In one of our sinks in the guest bathroom, there was another odor, which I can only say smelled like "pine". Well, in the drain pipe, on the stopper itself, there was quite a bit of hard water buildup, but also some black stuff on one side of the stopper. It would be the top piece in this diagram: http://www.naturalhandyman.com/iip/infplumb/i/infpop1.gif

So I ended up buying roto rooter solvent/solution stuff meant for cleaning the pipes. He kept saying there stuff isn't as "caustic" as stuff like Liquid Plumber or other liquids meant to burn through debris. $47 and I probably ended up getting "taken" on that price, but I didn't want to run out to lowes and find out what alternatives there were.

So I am going to clean the areas that appear to be problems and see if that fixes our "smell" issue.

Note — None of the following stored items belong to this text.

// In crates/api-client/src/frame.rs

use chrono::{DateTime, Utc};
use core_types::PriceTable;

use crate::{Error, Result};

pub const OPEN: &str = "Open";
pub const HIGH: &str = "High";
pub const LOW: &str = "Low";
pub const CLOSE: &str = "Close";
pub const ADJ_CLOSE: &str = "Adj Close";
pub const VOLUME: &str = "Volume";

/// Columns a usable table needs, besides Close.
const OTHER_REQUIRED: [&str; 4] = [OPEN, HIGH, LOW, VOLUME];

/// A provider column. `header` has one entry for flat tables and two
/// (price field, ticker) when several instruments share one table.
#[derive(Debug, Clone, PartialEq)]
pub struct Column {
    pub header: Vec<String>,
    pub values: Vec<Option<f64>>,
}

impl Column {
    pub fn new(name: &str, values: Vec<Option<f64>>) -> Self {
        Self {
            header: vec![name.to_string()],
            values,
        }
    }

    pub fn nested(field: &str, ticker: &str, values: Vec<Option<f64>>) -> Self {
        Self {
            header: vec![field.to_string(), ticker.to_string()],
            values,
        }
    }

    /// The first header level.
    pub fn name(&self) -> &str {
        self.header.first().map(String::as_str).unwrap_or_default()
    }
}

/// A provider table before normalization: nullable cells, loose columns.
#[derive(Debug, Clone, PartialEq, Default)]
pub struct RawFrame {
    pub index: Vec<DateTime<Utc>>,
    pub columns: Vec<Column>,
}

impl RawFrame {
    /// True when there are no rows or no columns.
    pub fn is_empty(&self) -> bool {
        self.index.is_empty() || self.columns.is_empty()
    }

    pub fn len(&self) -> usize {
        self.index.len()
    }

    pub fn is_multi_level(&self) -> bool {
        self.columns.iter().any(|c| c.header.len() > 1)
    }

    pub fn column_names(&self) -> Vec<&str> {
        self.columns.iter().map(Column::name).collect()
    }

    /// First column whose (flat) name matches.
    pub fn column(&self, name: &str) -> Option<&Column> {
        self.columns.iter().find(|c| c.name() == name)
    }

    fn level_contains(&self, level: usize, name: &str) -> bool {
        self.columns
            .iter()
            .any(|c| c.header.get(level).is_some_and(|h| h == name))
    }

    /// Collapses two-level headers onto whichever level holds "Close".
    ///
    /// Level 0 is checked before level 1; when neither has it, level 0 is
    /// kept. Flat frames are left unchanged.
    pub fn flatten_columns(&mut self) {
        if !self.is_multi_level() {
            return;
        }
        let level = if self.level_contains(0, CLOSE) {
            0
        } else if self.level_contains(1, CLOSE) {
            1
        } else {
            tracing::warn!(
                columns = ?self.columns.iter().map(|c| &c.header).collect::<Vec<_>>(),
                "No header level contains 'Close'; keeping the first level."
            );
            0
        };
        self.keep_level(level);
    }

    /// Collapses two-level headers onto the first level.
    pub fn flatten_to_first_level(&mut self) {
        if self.is_multi_level() {
            self.keep_level(0);
        }
    }

    fn keep_level(&mut self, level: usize) {
        for column in &mut self.columns {
            let name = column
                .header
                .get(level)
                .or_else(|| column.header.first())
                .cloned()
                .unwrap_or_default();
            column.header = vec![name];
        }
    }

    /// Aliases "Adj Close" as "Close" when only the former was delivered.
    /// Returns whether the alias was added.
    pub fn repair_close(&mut self) -> bool {
        if self.column(CLOSE).is_some() {
            return false;
        }
        let Some(adjusted) = self.column(ADJ_CLOSE).cloned() else {
            return false;
        };
        self.columns.push(Column::new(CLOSE, adjusted.values));
        true
    }

    /// Open/High/Low/Volume columns that are absent.
    pub fn missing_columns(&self) -> Vec<&'static str> {
        OTHER_REQUIRED
            .into_iter()
            .filter(|name| self.column(name).is_none())
            .collect()
    }

    /// Drops every row with a null or NaN in any column.
    pub fn drop_nulls(&mut self) {
        let keep: Vec<bool> = (0..self.index.len())
            .map(|row| {
                self.columns.iter().all(|c| {
                    c.values
                        .get(row)
                        .copied()
                        .flatten()
                        .is_some_and(|v| !v.is_nan())
                })
            })
            .collect();

        let mut row = 0;
        self.index.retain(|_| {
            row += 1;
            keep[row - 1]
        });
        for column in &mut self.columns {
            let mut row = 0;
            column.values.truncate(keep.len());
            column.values.retain(|_| {
                row += 1;
                keep[row - 1]
            });
        }
    }

    /// Converts a pruned frame into a `PriceTable`.
    ///
    /// Close is mandatory; the other price columns are carried when present.
    pub fn to_price_table(&self) -> Result<PriceTable> {
        let take = |name: &str| {
            self.column(name).map(|c| {
                (0..self.index.len())
                    .map(|row| c.values.get(row).copied().flatten().unwrap_or(f64::NAN))
                    .collect::<Vec<f64>>()
            })
        };

        Ok(PriceTable {
            index: self.index.clone(),
            open: take(OPEN),
            high: take(HIGH),
            low: take(LOW),
            close: take(CLOSE).ok_or(Error::MissingColumn(CLOSE))?,
            volume: take(VOLUME),
        })
    }
}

The black stuff in the guest bathroom sink I think could possibly be mold, because I am not sure what kind of stuff would go down that drain when compared to a shower drain.


----------



## Termite

$47! Those RotoRooter guys are rip-off artists. 

There are some good enzyme type cleaners that work fairly well by eating the goo in the drains. I used "Roebic" main line cleaner in my under-slab run of drain pipe that likes to clog, and it does a good job. Lowes sells it for $13.


----------



## majorchamp

G'damnit...why tell me that...I already knew I got shafted via $47, now you have to rub it in my face with that 

oh well


----------



## majorchamp

That is also how they make up their "free" analysis, and schmucks like myself fall for it


----------



## hudsongr

Short of tearing out the shower and starting over, I believe I have the solution to the foul rotten egg smell coming from a tile or other shower with shower pan liners. The smell is probably not coming from the drain but the space between the floor of the shower and the shower pan liner. The design of the shower drain has openings that are intended to direct water that seeps through the grout or other cracks of the shower into the shower pan liner down the drain. If the mold or bacteria is in this area, simply poring bleach into the drain to settle in the p-trap will not affect the mold or bacteria. 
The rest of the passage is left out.